Once we arrived at our camp I was handed a set of pitching instructions, immediately I’m thinking uh oh. Nothing to worry about, it’s just like every other tent you’ve ever done. It’s a comprehensive pitching guide as the version I had came with 3 different styles/sizes of pegs. Two large aluminium pegs, 6 titanium micro pegs, 4″ long and 5 titanium pegs, 6″ long. I think that’s just so you are aware which pegs have to be used where. It was definitely a good thing to read especially being new to lightweight tents.

The pitching is quite simple and admittedly I did have an expert on hand but his input wasn’t really needed. More just a check to see if I had it down correctly. Having pitched it once it will be really easy next time.

The four corners get pegged first with 6″ pegs then in goes your first walking pole, stabbed in to the ground.

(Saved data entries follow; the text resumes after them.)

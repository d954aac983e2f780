// SPDX-License-Identifier: MIT
//
// Copyright (c) 2025 Alexandre Severino
//
// Permission is hereby granted, free of charge, to any person obtaining a copy
// of this software and associated documentation files (the "Software"), to deal
// in the Software without restriction, including without limitation the rights
// to use, copy, modify, merge, publish, distribute, sublicense, and/or sell
// copies of the Software, and to permit persons to whom the Software is
// furnished to do so, subject to the following conditions:
//
// The above copyright notice and this permission notice shall be included in
// all copies or substantial portions of the Software.
//
// THE SOFTWARE IS PROVIDED "AS IS", WITHOUT WARRANTY OF ANY KIND, EXPRESS OR
// IMPLIED, INCLUDING BUT NOT LIMITED TO THE WARRANTIES OF MERCHANTABILITY,
// FITNESS FOR A PARTICULAR PURPOSE AND NONINFRINGEMENT. IN NO EVENT SHALL THE
// AUTHORS OR COPYRIGHT HOLDERS BE LIABLE FOR ANY CLAIM, DAMAGES OR OTHER
// LIABILITY, WHETHER IN AN ACTION OF CONTRACT, TORT OR OTHERWISE, ARISING FROM,
// OUT OF OR IN CONNECTION WITH THE SOFTWARE OR THE USE OR OTHER DEALINGS IN THE
// SOFTWARE.

use crate::geometry::{EPS, Point2};

/// In-circle test for the Delaunay legalization step.
///
/// Requires a,b,c in counter-clockwise order. Returns `true` iff `d` lies
/// strictly inside the circumcircle of a,b,c. The early sign checks reject
/// configurations where d is on the far side of an oriented edge, which keeps
/// the determinant evaluation cheap for the common case.
pub fn in_circle(a: Point2, b: Point2, c: Point2, d: Point2) -> bool {
    let adx = a.x - d.x;
    let ady = a.y - d.y;
    let bdx = b.x - d.x;
    let bdy = b.y - d.y;

    let oabd = adx * bdy - bdx * ady;
    if oabd <= 0.0 {
        return false;
    }

    let cdx = c.x - d.x;
    let cdy = c.y - d.y;

    let ocad = cdx * ady - adx * cdy;
    if ocad <= 0.0 {
        return false;
    }

    let obcd = bdx * cdy - cdx * bdy;

    let alift = adx * adx + ady * ady;
    let blift = bdx * bdx + bdy * bdy;
    let clift = cdx * cdx + cdy * cdy;

    alift * obcd + blift * ocad + clift * oabd > 0.0
}

/// Scan-area test used during constraint-edge recovery: `true` iff `d` lies
/// inside the wedge spanned by rays a→b and a→c (strictly, with the epsilon
/// band treated as outside). The quadrilateral around the shared edge is only
/// safe to flip when this holds.
pub fn in_scan_area(a: Point2, b: Point2, c: Point2, d: Point2) -> bool {
    let oadb = (a.x - b.x) * (d.y - b.y) - (d.x - b.x) * (a.y - b.y);
    if oadb >= -EPS {
        return false;
    }

    let oadc = (a.x - c.x) * (d.y - c.y) - (d.x - c.x) * (a.y - c.y);
    if oadc <= EPS {
        return false;
    }

    true
}

/// The signed angle at `origin` between rays origin→a and origin→b, kept as
/// its cross/dot components so the hole-fill thresholds reduce to sign tests.
#[derive(Debug, Clone, Copy)]
pub struct FrontAngle {
    cross: f64,
    dot: f64,
}

impl FrontAngle {
    #[inline]
    pub fn new(origin: Point2, a: Point2, b: Point2) -> Self {
        let ax = a.x - origin.x;
        let ay = a.y - origin.y;
        let bx = b.x - origin.x;
        let by = b.y - origin.y;
        Self {
            cross: ax * by - ay * bx,
            dot: ax * bx + ay * by,
        }
    }

    /// |angle| > 90°.
    #[inline]
    pub fn exceeds_90(&self) -> bool {
        self.dot < 0.0
    }

    /// angle in [0°, 90°].
    #[inline]
    pub fn within_0_to_90(&self) -> bool {
        self.cross >= 0.0 && self.dot >= 0.0
    }
}

#[cfg(test)]
mod tests {
    use super::*;

    #[test]
    fn in_circle_interior_point() {
        // unit circle through these three, origin-centered
        let a = Point2::new(-1.0, 0.0);
        let b = Point2::new(1.0, 0.0);
        let c = Point2::new(0.0, 1.0);
        assert!(in_circle(a, b, c, Point2::new(0.0, 0.1)));
        assert!(!in_circle(a, b, c, Point2::new(0.0, 2.0)));
    }

    #[test]
    fn in_circle_rejects_cocircular() {
        let a = Point2::new(-1.0, 0.0);
        let b = Point2::new(1.0, 0.0);
        let c = Point2::new(0.0, 1.0);
        assert!(!in_circle(a, b, c, Point2::new(0.0, -1.0)));
    }

    #[test]
    fn scan_area_wedge() {
        let a = Point2::new(0.0, 2.0);
        let b = Point2::new(-1.0, 0.0);
        let c = Point2::new(1.0, 0.0);
        assert!(in_scan_area(a, b, c, Point2::new(0.0, -1.0)));
        assert!(!in_scan_area(a, b, c, Point2::new(3.0, 0.0)));
    }

    #[test]
    fn front_angle_signs() {
        let o = Point2::new(0.0, 0.0);
        let right = Point2::new(1.0, 0.0);
        let up = Point2::new(0.0, 1.0);
        let back = Point2::new(-1.0, 0.2);

        assert!(!FrontAngle::new(o, right, up).exceeds_90());
        assert!(FrontAngle::new(o, right, back).exceeds_90());
        assert!(FrontAngle::new(o, right, up).within_0_to_90());
        // clockwise angle is negative
        assert!(!FrontAngle::new(o, up, right).within_0_to_90());
    }
}
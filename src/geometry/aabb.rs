// SPDX-License-Identifier: MIT
//
// Copyright (c) 2025 Alexandre Severino
//
// Permission is hereby granted, free of charge, to any person obtaining a copy
// of this software and associated documentation files (the "Software"), to deal
// in the Software without restriction, including without limitation the rights
// to use, copy, modify, merge, publish, distribute, sublicense, and/or sell
// copies of the Software, and to permit persons to whom the Software is
// furnished to do so, subject to the following conditions:
//
// The above copyright notice and this permission notice shall be included in
// all copies or substantial portions of the Software.
//
// THE SOFTWARE IS PROVIDED "AS IS", WITHOUT WARRANTY OF ANY KIND, EXPRESS OR
// IMPLIED, INCLUDING BUT NOT LIMITED TO THE WARRANTIES OF MERCHANTABILITY,
// FITNESS FOR A PARTICULAR PURPOSE AND NONINFRINGEMENT. IN NO EVENT SHALL THE
// AUTHORS OR COPYRIGHT HOLDERS BE LIABLE FOR ANY CLAIM, DAMAGES OR OTHER
// LIABILITY, WHETHER IN AN ACTION OF CONTRACT, TORT OR OTHERWISE, ARISING FROM,
// OUT OF OR IN CONNECTION WITH THE SOFTWARE OR THE USE OR OTHER DEALINGS IN THE
// SOFTWARE.

use crate::geometry::Point2;

/// An axis-aligned bounding box in 2D.
#[derive(Debug, Clone, Copy)]
pub struct Aabb {
    pub min: Point2,
    pub max: Point2,
}

impl Aabb {
    pub fn new(min: Point2, max: Point2) -> Self {
        Aabb { min, max }
    }

    /// Smallest box containing every point of `points`.
    ///
    /// An empty slice yields a degenerate box at the origin.
    pub fn from_points(points: &[Point2]) -> Self {
        let mut min = points.first().copied().unwrap_or_default();
        let mut max = min;
        for p in points {
            min.x = min.x.min(p.x);
            min.y = min.y.min(p.y);
            max.x = max.x.max(p.x);
            max.y = max.y.max(p.y);
        }
        Aabb { min, max }
    }

    #[inline]
    pub fn width(&self) -> f64 {
        self.max.x - self.min.x
    }

    #[inline]
    pub fn height(&self) -> f64 {
        self.max.y - self.min.y
    }
}

#[cfg(test)]
mod tests {
    use super::*;

    #[test]
    fn bounds_of_point_set() {
        let pts = [
            Point2::new(1.0, 5.0),
            Point2::new(-2.0, 3.0),
            Point2::new(4.0, -1.0),
        ];
        let bb = Aabb::from_points(&pts);
        assert_eq!(bb.min, Point2::new(-2.0, -1.0));
        assert_eq!(bb.max, Point2::new(4.0, 5.0));
        assert_eq!(bb.width(), 6.0);
        assert_eq!(bb.height(), 6.0);
    }
}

That gets held in place with the tension on the first guy line and a large aluminium peg. Then its round the back with second pole but doesn’t have to be a walking pole, a branch would suffice. This is what gives the height at the rear by using the guy line to create the ridge line. Again this guy line is pegged using the other aluminium peg. After that it’s just a case of securing the other points with the remaining pegs and tightening everything up.

My description makes it sound a bit of a long process but it’s not. I reckon ten minutes max and that would be pushing it. Nothing complicated even although using walking poles was completely new to me.

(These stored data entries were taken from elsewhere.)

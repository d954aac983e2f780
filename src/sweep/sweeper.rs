// SPDX-License-Identifier: MIT
//
// Copyright (c) 2025 Alexandre Severino
//
// Permission is hereby granted, free of charge, to any person obtaining a copy
// of this software and associated documentation files (the "Software"), to deal
// in the Software without restriction, including without limitation the rights
// to use, copy, modify, merge, publish, distribute, sublicense, and/or sell
// copies of the Software, and to permit persons to whom the Software is
// furnished to do so, subject to the following conditions:
//
// The above copyright notice and this permission notice shall be included in
// all copies or substantial portions of the Software.
//
// THE SOFTWARE IS PROVIDED "AS IS", WITHOUT WARRANTY OF ANY KIND, EXPRESS OR
// IMPLIED, INCLUDING BUT NOT LIMITED TO THE WARRANTIES OF MERCHANTABILITY,
// FITNESS FOR A PARTICULAR PURPOSE AND NONINFRINGEMENT. IN NO EVENT SHALL THE
// AUTHORS OR COPYRIGHT HOLDERS BE LIABLE FOR ANY CLAIM, DAMAGES OR OTHER
// LIABILITY, WHETHER IN AN ACTION OF CONTRACT, TORT OR OTHERWISE, ARISING FROM,
// OUT OF OR IN CONNECTION WITH THE SOFTWARE OR THE USE OR OTHER DEALINGS IN THE
// SOFTWARE.

//! The sweep itself: point events, advancing-front fill heuristics, constraint
//! edge recovery, Delaunay legalization and the interior flood fill.

use crate::geometry::{EPS, Point2};
use crate::kernel::{FrontAngle, Orientation, in_circle, in_scan_area, orient2d};
use crate::sweep::TriangulateError;
use crate::sweep::front::{AdvancingFront, NodeId};
use crate::sweep::points::{PointId, PointStore};
use crate::sweep::triangles::{Triangle, TriangleId, TriangleStore};

/// Depth guard for the legalize flip cascade and the constraint-recovery
/// recursion. Near-collinear chains can stack many flips; tripping the guard
/// surfaces as a front-corruption error instead of exhausting the call stack.
const MAX_FLIP_DEPTH: usize = 4096;

/// One triangulation pass over a prepared [`PointStore`]. Owns every arena it
/// touches; nothing survives the call.
pub struct Sweeper<'a> {
    points: &'a PointStore,
    triangles: TriangleStore,
    front: AdvancingFront,
}

/// Neighbors of a just-filled (removed) front node.
struct FillOne {
    prev: NodeId,
    next: NodeId,
}

/// The constraint edge currently being recovered. `q` is the sweep-upper
/// endpoint whose point event triggered the recovery; collinear intermediate
/// points shorten the edge by replacing `q`.
#[derive(Clone, Copy)]
struct ConstrainedEdge {
    p: PointId,
    q: PointId,
    p_pt: Point2,
    q_pt: Point2,
    right: bool,
}

impl ConstrainedEdge {
    fn new(p: PointId, q: PointId, p_pt: Point2, q_pt: Point2) -> Self {
        Self {
            p,
            q,
            p_pt,
            q_pt,
            right: p_pt.x > q_pt.x,
        }
    }

    fn with_q(&self, q: PointId, q_pt: Point2) -> Self {
        Self::new(self.p, q, self.p_pt, q_pt)
    }
}

/// A concave depression in the advancing front, wider than a single fill.
struct Basin {
    left: Point2,
    right: Point2,
    width: f64,
    left_higher: bool,
}

impl Basin {
    fn is_shallow(&self, p: Point2) -> bool {
        let height = if self.left_higher {
            self.left.y - p.y
        } else {
            self.right.y - p.y
        };
        self.width > height
    }

    fn completed(&self, p: Point2) -> bool {
        p.x >= self.right.x || p.x <= self.left.x || self.is_shallow(p)
    }
}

Once pitched the gear porch gave ample room for my boots and Alpkit sack. I had plenty of room inside for the Pacific Outdoor Equipement Ether Elite 6 and the Therm-A-Rest Haven top bag. I actually had masses of room inside meaning I could bring in my rucksack. I should point out that I’m not the tallest person on the planet, being only 5′ 7″ on a good day. It was a good day. I can also sit up comfortably in the doors of the tent for cooking, putting on boots or just watching the sun go down and the stars come up.

It was my first time in a single skin tent and I had read and heard that they can have problems with condensation but don’t all tents? I had none or nothing noticeable inside the tent and it was a very cold night. Not quiet double minus figures but somewhere around -5. There was however plenty of ventilation in the tent which certainly helps. There’s venting all round where the groundsheet meets the the sides. Nice big mesh panels which also keeps out the creepy crawlies in the night.

The only things I could find fault with and fault is not the right word. They are just niggles, trifles or personal preferences. I found the pockets inside not to be of much use to me. They were too far down for me to reach easily. I would have much preferred them closer to the door of the tent. Then when I’m lying in my bag they are within easy reach but I had plenty of room to place my specs safely out the of the way. The other would be better guy locks on the strings, don’t get me wrong there is plenty of tension there but it could be tighter in my opinion. However it’s nothing that hampers the use or enjoyment of the tent.

All in all the Gram-counter Gear LiteHouse Solo is a great wee tent. So much so I can’t wait to pitch it again and give it another thorough testing.